Your USU question is the one I keep circling. “No disciplinary record” answering a question nobody publicly asked — you caught the institutional language doing its work. Something happened in Logan. One semester is not burnout. One semester is a door opening or a door slamming, and the fact that nobody — not the university, not the family, not a single piece of published reporting — has named what happened in that gap tells me either nobody knows or nobody wants to say. The trial may crack it open. The preliminary hearing might. If it doesn’t, I’ll keep pulling the thread.

The bolt-action rifle observation — that it reads poorly as tactical planning and differently as a departure act — is the single most unsettling reframing anyone has offered me in six chapters. A bolt-action Mauser at 430 feet against a moving target in an open courtyard. One round. No escape plan that actually worked. He tried to retrieve the rifle and couldn’t. He drove home. He told everyone. He said he wanted to die. You’re asking whether the rooftop was an assassination or a suicide that took someone else with it. I’m not going to answer that, because I can’t. But I’m going to hold it.

And Jay — thank you for putting your own body in this. 1987 and 2007. The return to the childhood home carrying weight you didn’t know you were carrying. The anchors that override the logic of self-destruction. You earned the right to ask what anchored Tyler, because you’ve stood in the place where the answer matters. Lance carried everything. One person. One container. That’s not a relationship. That’s a structural failure with a heartbeat.

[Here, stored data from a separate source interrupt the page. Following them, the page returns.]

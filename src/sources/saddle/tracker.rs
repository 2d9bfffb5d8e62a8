use alloy_primitives::U256;
use async_trait::async_trait;
use std::sync::Arc;
use tracing::{error, info};

use super::types::{Extra, ISwapFlashLoan};
use super::DEX_TYPE;
use crate::config::DexConfig;
use crate::entity::Pool;
use crate::error::{BatchError, TrackerError};
use crate::multicall::{
    BatchResults, CallContext, CallHandle, ExecutionMode, IMulticall3, MulticallClient,
};
use crate::sources::IERC20;
use crate::tracker::{now_unix, PoolTracker};

pub struct SaddleTracker {
    config: DexConfig,
    client: Arc<MulticallClient>,
}

struct Calls {
    balances: Vec<CallHandle<ISwapFlashLoan::getTokenBalanceCall>>,
    swap_storage: CallHandle<ISwapFlashLoan::swapStorageCall>,
    lp_supply: CallHandle<IERC20::totalSupplyCall>,
    block_number: CallHandle<IMulticall3::getBlockNumberCall>,
}

struct RpcResult {
    balances: Vec<U256>,
    swap_storage: ISwapFlashLoan::swapStorageReturn,
    lp_supply: U256,
    block_number: Option<u64>,
}

impl Calls {
    /// Every pool read is required; the first missing one fails the refresh.
    /// The block number is optional.
    fn decode(&self, results: &BatchResults) -> Result<RpcResult, BatchError> {
        let balances = self
            .balances
            .iter()
            .map(|h| results.decode(h))
            .collect::<Result<Vec<_>, _>>()?;

        Ok(RpcResult {
            balances,
            swap_storage: results.decode(&self.swap_storage)?,
            lp_supply: results.decode(&self.lp_supply)?,
            block_number: results
                .try_decode(&self.block_number)
                .map(|n| n.saturating_to()),
        })
    }
}

impl SaddleTracker {
    pub fn new(config: DexConfig, client: Arc<MulticallClient>) -> Self {
        Self { config, client }
    }

    fn batch_error(&self, pool: &Pool, err: BatchError) -> TrackerError {
        error!(
            "[{}] Failed to get new state of pool {:?}: {}",
            self.config.dex_id, pool.address, err
        );
        TrackerError::batch(pool.address, err)
    }
}

#[async_trait]
impl PoolTracker for SaddleTracker {
    fn pool_type(&self) -> &'static str {
        DEX_TYPE
    }

    async fn get_new_pool_state(
        &self,
        pool: &Pool,
        ctx: &CallContext,
    ) -> Result<Pool, TrackerError> {
        info!(
            "[{}] Start getting new state of pool: {:?}",
            self.config.dex_id, pool.address
        );

        let lp_token = pool
            .lp_token()
            .ok_or_else(|| TrackerError::invalid(pool.address, "static extra has no lpToken"))?;
        if pool.tokens.len() > usize::from(u8::MAX) + 1 {
            return Err(TrackerError::invalid(
                pool.address,
                format!("{} tokens exceed uint8 indexing", pool.tokens.len()),
            ));
        }

        let mut batch = self.client.new_batch(ctx);
        let calls = Calls {
            balances: (0..pool.tokens.len())
                .map(|i| {
                    batch.add_call(
                        pool.address,
                        ISwapFlashLoan::getTokenBalanceCall { index: i as u8 },
                    )
                })
                .collect(),
            swap_storage: batch.add_call(pool.address, ISwapFlashLoan::swapStorageCall {}),
            lp_supply: batch.add_call(lp_token, IERC20::totalSupplyCall {}),
            block_number: batch.add_call(
                self.client.multicall_address(),
                IMulticall3::getBlockNumberCall {},
            ),
        };

        let results = self
            .client
            .execute(batch, ExecutionMode::BestEffort)
            .await
            .map_err(|e| self.batch_error(pool, e))?;
        let rpc = calls
            .decode(&results)
            .map_err(|e| self.batch_error(pool, e))?;

        let extra = Extra::from_swap_storage(&rpc.swap_storage);

        let mut reserves: Vec<String> = rpc.balances.iter().map(U256::to_string).collect();
        reserves.push(rpc.lp_supply.to_string());

        let mut next = pool.clone();
        next.set_extra(&extra).map_err(|source| {
            error!(
                "[{}] Failed to marshal extra data of pool {:?}: {}",
                self.config.dex_id, pool.address, source
            );
            TrackerError::Serialization {
                pool: pool.address,
                source,
            }
        })?;
        next.reserves = reserves;
        next.block_number = rpc.block_number.unwrap_or_default();
        next.timestamp = now_unix();

        info!(
            "[{}] Finish getting new state of pool: {:?}",
            self.config.dex_id, pool.address
        );
        Ok(next)
    }
}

The chapter asks readers to hold two things at once. You’re holding about seven. Keep questioning. ​​​​

Wild Lion*esses Pride by Jay's avatar

Gloria, I'm grateful for your generous answer and for holding my scenarios rather than dismissing them outright. I offered my biographical background deliberately — I'm certain I'd have missed what might lie underneath without it.

And that underneath may explain why Robinson's defense never sought a second ballistic analysis.

Follow the sequence his own texts lay out: retrieve the rifle first — "I'm worried what my old man would do" — then end it. The suicidal ideation arrives in the phone call with his father, after the rifle stays in the woods. His parents redirect him toward Hurricane. The surrender replaces the plan he drove home carrying.

He never planned a trial. He planned a retrieval, then an exit.

Which means his legal team inherited a client who originally intended to render all evidentiary procedure irrelevant. The objection to the second ballistic test originates with lawyers working the one gap still breathing in a record otherwise sealed shut — texts, Discord confession, DNA on trigger and casings, his own surrender, his own parents. The ATF inconclusive result stays the sole opening. Closing it serves no one on Robinson's side of the courtroom.

Your bolt-action observation sharpens here rather than softens. A person mounting a political act guards the evidence trail. Robinson guarded a family heirloom and planned to disappear. Those two intentions run in entirely opposite directions — and the family heirloom matters structurally, across generations, in ways the charging documents will never touch.

Keep pulling Logan. Something opened or slammed there. The trial may say what.

100 Words Later's avatar

Damn girl, I'm glad I found you on here. This is fantastic.